VERDI. CIENTO SESENTA  AÑOS DE VICISITUDES

 

Por Fernando Díez de Urdanivia

Cuando se estrenó La Traviata en Venecia, en 1853, su autor tuvo la impresión de un fracaso, entre otras cosas por las toneladas de sobra con que la  soprano hizo muy poco creíbles su tisis y su muerte.

De entonces a la fecha, el que sin duda es máximo best seller entre los compositores de ópera, ha debido transitar por las amplios bulevares de la gran puesta en escena con rutilantes divas, y por las espinosas veredas de la miserable producción con tristes principiantes. Nada ha afectado su gloria.

El solo nombre del creador de Aída en la marquesina, ha sido y sigue siendo garantía taquillera. Las funciones en Bellas Artes, de algún modo celebración de su centenario, son una de tantas muestras de adicción del público. Creo que merecen análisis.

Juan José Arreola me dijo alguna vez que el ballet es un espectáculo condenado a la perfección. Lo mismo puede decirse de la ópera, donde el menor gallito del tenor es tan grave como un ligero tembleque en la pierna de la prima ballerina. Pero en el mundo, hoy y siempre, lo que más se ha visto y escuchado son las imperfecciones.

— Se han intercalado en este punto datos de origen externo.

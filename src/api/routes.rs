//! API route definitions.

use std::convert::Infallible;

use axum::extract::{Path, Query, State};
use axum::http::{header, StatusCode};
use axum::response::sse::{Event, KeepAlive, Sse};
use axum::response::{IntoResponse, Response};
use axum::routing::{get, post, put};
use axum::{Json, Router};
use futures::stream::{Stream, StreamExt};
use serde::Deserialize;
use serde_json::{json, Value};
use tokio_stream::wrappers::UnboundedReceiverStream;
use tracing::{info, warn};
use uuid::Uuid;

use super::error::ApiError;
use super::state::AppState;
use crate::analysis::{self, DashboardStats, SiteStatus};
use crate::export::{self, ExportFormat};
use crate::ingest::ExternalReport;
use crate::model::{now_millis, MonitoredSite, SiteUpdate, TestResult};
use crate::scheduler::QueueSnapshot;
use crate::storage::StoreError;
use crate::stream::StreamEvent;

pub const DEFAULT_HISTORY_LIMIT: usize = 30;
pub const MAX_HISTORY_LIMIT: usize = 1000;
pub const DEFAULT_STATS_DAYS: u32 = 7;
pub const DEFAULT_EXPORT_DAYS: u32 = 30;

pub fn api_routes() -> Router<AppState> {
    Router::new()
        .route("/health", get(health))
        .route("/tunnels", get(list_tunnels))
        .route("/tunnels/{id}", put(update_tunnel))
        .route("/tunnels/{id}/history", get(tunnel_history))
        .route("/tunnels/{id}/test", post(trigger_test))
        .route("/tunnels/{id}/test-stream", get(test_stream))
        .route("/dashboard/current-status", get(current_status))
        .route("/dashboard/stats/{period}", get(dashboard_stats))
        .route("/dashboard/alerts", get(dashboard_alerts))
        .route("/export/csv", get(export_csv))
        .route("/export/json", get(export_json))
        .route("/webhooks/github-test-result", post(ingest_result))
        .route("/queue", get(queue_status))
}

async fn health(State(state): State<AppState>) -> Json<Value> {
    Json(json!({
        "data": {
            "status": "ok",
            "version": env!("CARGO_PKG_VERSION"),
            "store": state.store.backend_name(),
            "environment": state.config.server.environment,
        },
        "meta": {
            "timestamp": chrono::Utc::now().to_rfc3339(),
            "version": env!("CARGO_PKG_VERSION")
        }
    }))
}

async fn list_tunnels(State(state): State<AppState>) -> Result<Json<Vec<MonitoredSite>>, ApiError> {
    Ok(Json(state.store.list_sites().await?))
}

#[derive(Debug, Deserialize)]
struct HistoryQuery {
    limit: Option<usize>,
}

/// Clamp a requested history length to `1..=MAX_HISTORY_LIMIT`.
pub fn history_limit(requested: Option<usize>) -> usize {
    requested
        .unwrap_or(DEFAULT_HISTORY_LIMIT)
        .clamp(1, MAX_HISTORY_LIMIT)
}

async fn tunnel_history(
    State(state): State<AppState>,
    Path(id): Path<String>,
    Query(query): Query<HistoryQuery>,
) -> Result<Json<Vec<TestResult>>, ApiError> {
    let site = state.store.get_site(&id).await?;
    let history = state
        .store
        .history(&site.id, history_limit(query.limit))
        .await?;
    Ok(Json(history))
}

async fn trigger_test(
    State(state): State<AppState>,
    Path(id): Path<String>,
) -> Result<(StatusCode, Json<Value>), ApiError> {
    let site = state.store.get_site(&id).await?;
    let handle = state.queue.enqueue(&site.id)?;
    info!(site = %site.id, job = %handle.job_id, "Test requested");

    Ok((
        StatusCode::ACCEPTED,
        Json(json!({
            "message": "Test queued",
            "tunnelId": site.id,
        })),
    ))
}

async fn test_stream(
    State(state): State<AppState>,
    Path(id): Path<String>,
) -> Result<Sse<impl Stream<Item = Result<Event, Infallible>>>, ApiError> {
    let site = state.store.get_site(&id).await?;

    // Subscribe under the job id before the job exists so no event of this run is missed.
    let job_id = Uuid::new_v4();
    let rx = state.hub.subscribe(job_id);
    let handle = match state.queue.submit(job_id, &site.id) {
        Ok(handle) => handle,
        Err(e) => {
            state.hub.unsubscribe(job_id);
            return Err(e.into());
        }
    };
    info!(site = %site.id, job = %handle.job_id, "Streaming test requested");

    let events = UnboundedReceiverStream::new(rx).map(|event: StreamEvent| {
        Ok(Event::default()
            .json_data(&event)
            .unwrap_or_else(|_| Event::default().comment("unserializable event")))
    });

    Ok(Sse::new(events).keep_alive(KeepAlive::default()))
}

async fn update_tunnel(
    State(state): State<AppState>,
    Path(id): Path<String>,
    Json(update): Json<SiteUpdate>,
) -> Result<Json<Value>, ApiError> {
    if update.is_empty() {
        return Err(ApiError::BadRequest(
            "No updatable fields (status, checkFrequency, alertEmail, priority)".to_string(),
        ));
    }

    let site = state.store.update_site(&id, &update).await?;
    info!(site = %site.id, "Tunnel updated");
    Ok(Json(json!({
        "message": "Tunnel updated",
        "id": site.id,
    })))
}

async fn current_status(State(state): State<AppState>) -> Result<Json<Vec<SiteStatus>>, ApiError> {
    let sites = state.store.list_sites().await?;

    let latest = futures::future::try_join_all(
        sites.iter().map(|site| state.store.history(&site.id, 1)),
    )
    .await?;

    let statuses = sites
        .iter()
        .zip(latest)
        .map(|(site, history)| analysis::current_status(site, history.first()))
        .collect();
    Ok(Json(statuses))
}

/// `"30"`, `"30d"` and `"30D"` all mean thirty days; anything else falls back to the default.
pub fn parse_period(raw: &str) -> u32 {
    let trimmed = raw.trim();
    let digits = trimmed
        .strip_suffix('d')
        .or_else(|| trimmed.strip_suffix('D'))
        .unwrap_or(trimmed);
    match digits.parse::<u32>() {
        Ok(days) if days > 0 => days,
        _ => DEFAULT_STATS_DAYS,
    }
}

async fn dashboard_stats(
    State(state): State<AppState>,
    Path(period): Path<String>,
) -> Result<Json<DashboardStats>, ApiError> {
    let days = parse_period(&period);
    let now = now_millis();
    let results = state
        .store
        .results_since(analysis::stats::window_start(days, now), None)
        .await?;
    Ok(Json(analysis::compute_stats(&results, days, now)))
}

#[derive(Debug, Deserialize)]
struct AlertsQuery {
    days: Option<u32>,
}

async fn dashboard_alerts(
    State(state): State<AppState>,
    Query(query): Query<AlertsQuery>,
) -> Result<Json<Vec<TestResult>>, ApiError> {
    let days = query.days.unwrap_or(DEFAULT_STATS_DAYS);
    let now = now_millis();
    let results = state
        .store
        .results_since(analysis::stats::window_start(days, now), None)
        .await?;
    Ok(Json(analysis::alerts(&results, days, now)))
}

#[derive(Debug, Deserialize)]
#[serde(rename_all = "camelCase")]
struct ExportQuery {
    days: Option<u32>,
    tunnel_id: Option<String>,
}

impl ExportQuery {
    fn days(&self) -> u32 {
        self.days.unwrap_or(DEFAULT_EXPORT_DAYS)
    }

    fn site(&self) -> Option<&str> {
        self.tunnel_id.as_deref().filter(|id| !id.is_empty())
    }
}

async fn export_results(state: &AppState, query: &ExportQuery) -> Result<Vec<TestResult>, ApiError> {
    let since = analysis::stats::window_start(query.days(), now_millis());
    Ok(state.store.results_since(since, query.site()).await?)
}

fn attachment(format: ExportFormat, body: String) -> Response {
    let disposition = format!(
        "attachment; filename=\"{}\"",
        export::file_name(format, now_millis())
    );
    (
        [
            (header::CONTENT_TYPE, format.content_type().to_string()),
            (header::CONTENT_DISPOSITION, disposition),
        ],
        body,
    )
        .into_response()
}

async fn export_csv(
    State(state): State<AppState>,
    Query(query): Query<ExportQuery>,
) -> Result<Response, ApiError> {
    let results = export_results(&state, &query).await?;
    let body = export::to_csv(&results).map_err(|e| ApiError::Internal(format!("{:#}", e)))?;
    Ok(attachment(ExportFormat::Csv, body))
}

async fn export_json(
    State(state): State<AppState>,
    Query(query): Query<ExportQuery>,
) -> Result<Response, ApiError> {
    let results = export_results(&state, &query).await?;
    let document = export::to_document(results, query.days(), query.site(), now_millis());
    let body = serde_json::to_string_pretty(&document)
        .map_err(|e| ApiError::Internal(e.to_string()))?;
    Ok(attachment(ExportFormat::Json, body))
}

async fn ingest_result(
    State(state): State<AppState>,
    Json(report): Json<ExternalReport>,
) -> Result<Json<Value>, ApiError> {
    let site = match state.store.get_site(&report.tunnel_id).await {
        Ok(site) => site,
        Err(StoreError::NotFound(_)) => {
            warn!(site = %report.tunnel_id, "External result for an unknown tunnel");
            report.fallback_site()
        }
        Err(e) => return Err(e.into()),
    };

    state
        .runner
        .record_external(&site, &report)
        .await
        .map_err(ApiError::Store)?;
    Ok(Json(json!({ "success": true })))
}

async fn queue_status(State(state): State<AppState>) -> Json<QueueSnapshot> {
    Json(state.queue.snapshot())
}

Por tratarse de la más completa y costosa plasmación teatral, la ópera está igualmente ligada a la tradición cultural de un país y a su presente económico. En otras palabras, es difícilmente tercermundista.

Nuestra historia operística ostenta un abolengo mayor que el de ningún otro género musical. Ya en 1806 se representaba, por ejemplo, El barbero de Sevilla  de Paisiello, y a través del siglo XIX nos visitaban luminarias como la Sontag y la Patti, y se daba el prodigio llamado Angela Peralta. Pero en este aspecto del arte, como en tantos otros de tan diversa índole, México no ha seguido un camino lineal. Los altibajos de las finanzas, la ausencia de una verdadera escuela de ópera, con lo que quiero referirme no sólo a la preparación abundante de profesionales, sino a su fogueo continuo, han sido factores decisivos para que la afición, que a pesar de todo sigue llenando el teatro, vaya teniendo que  vivir cada vez más de añoranzas y aprendiendo a deglutir desabridos bocados.

Lo he dicho ya alguna vez, pero aquí lo repito. El público de ópera tiene peculiaridades que no acabo de entender. Quizás sea el más exigente de todos los públicos; pero al mismo tiempo resulta de una conformidad asombrosa, que a lo mejor es resignación. Aunque sea lo más probable que haya muy pocos sobrevivientes activos de los tiempos de Dorothy Kirsten, Di Stefano, Valdengo, Gianni Poggi y Leonard Warren, en cambio debe haber muchos que escucharon años después los buenos elencos mexicanos de La Traviata. Encima de ello, tenemos hoy los parámetros implacables de la televisión, el disco y el video. Con lo cual quiero decir que, hasta los más jóvenes asistentes a la ópera, saben muy bien lo que deben esperar, pero aceptan lo que pueden recibir.

En México se sigue cumpliendo el ritual de la ópera contra viento y marea. Como se cumple el ritual de los toros o del futbol, aunque sea sólo para recordar los días de Silverio, Garza y Manolete, o de Casarín, Lángara y la Tota Carvajal. ¿Es esto bueno o malo? Creo que si se habla de las aficiones como hábito cotidiano, como elementos enriquecedores de vida, se trata de algo positivo. En cambio, si se contemplan las cosas con criterio estricto, me parece importante el peligro del deterioro; del conformismo que lleva a decir: “es mejor que nada”.

Sin ser tercermundistas, no podemos tener  ópera, ni muchas otras cosas de primer mundo. Pero estamos obligados a tender a ellas. A no separar de ellas nuestra vista. Porque cuando se pierde el objetivo, se suele gastar la pólvora en disparos al aire.

De La Traviata que me toca reseñar, lo rescatable del elenco fue la soprano española Angeles Blancas. Lo mejor de la noche, el director Guido Maria Guida, la orquesta y los coros, aparte del strip tease femenino del tercer acto, que debían haberlo bisado. Lo peor, para mí, la dirección de escena que parecía más bien  de “ópera concierto”. Lo más pintoresco, los muchos braveros que no eran precisamente espectadores que se quisieran trompearse con nadie, sino que echaban bravos dignos de mucho mejor causa. 

Apostilla final. A la salida del teatro, un amigo me dice: por los treinta y cinco dólares que pagué, en Nueva York y hasta en Houston puedo ver mejor ópera.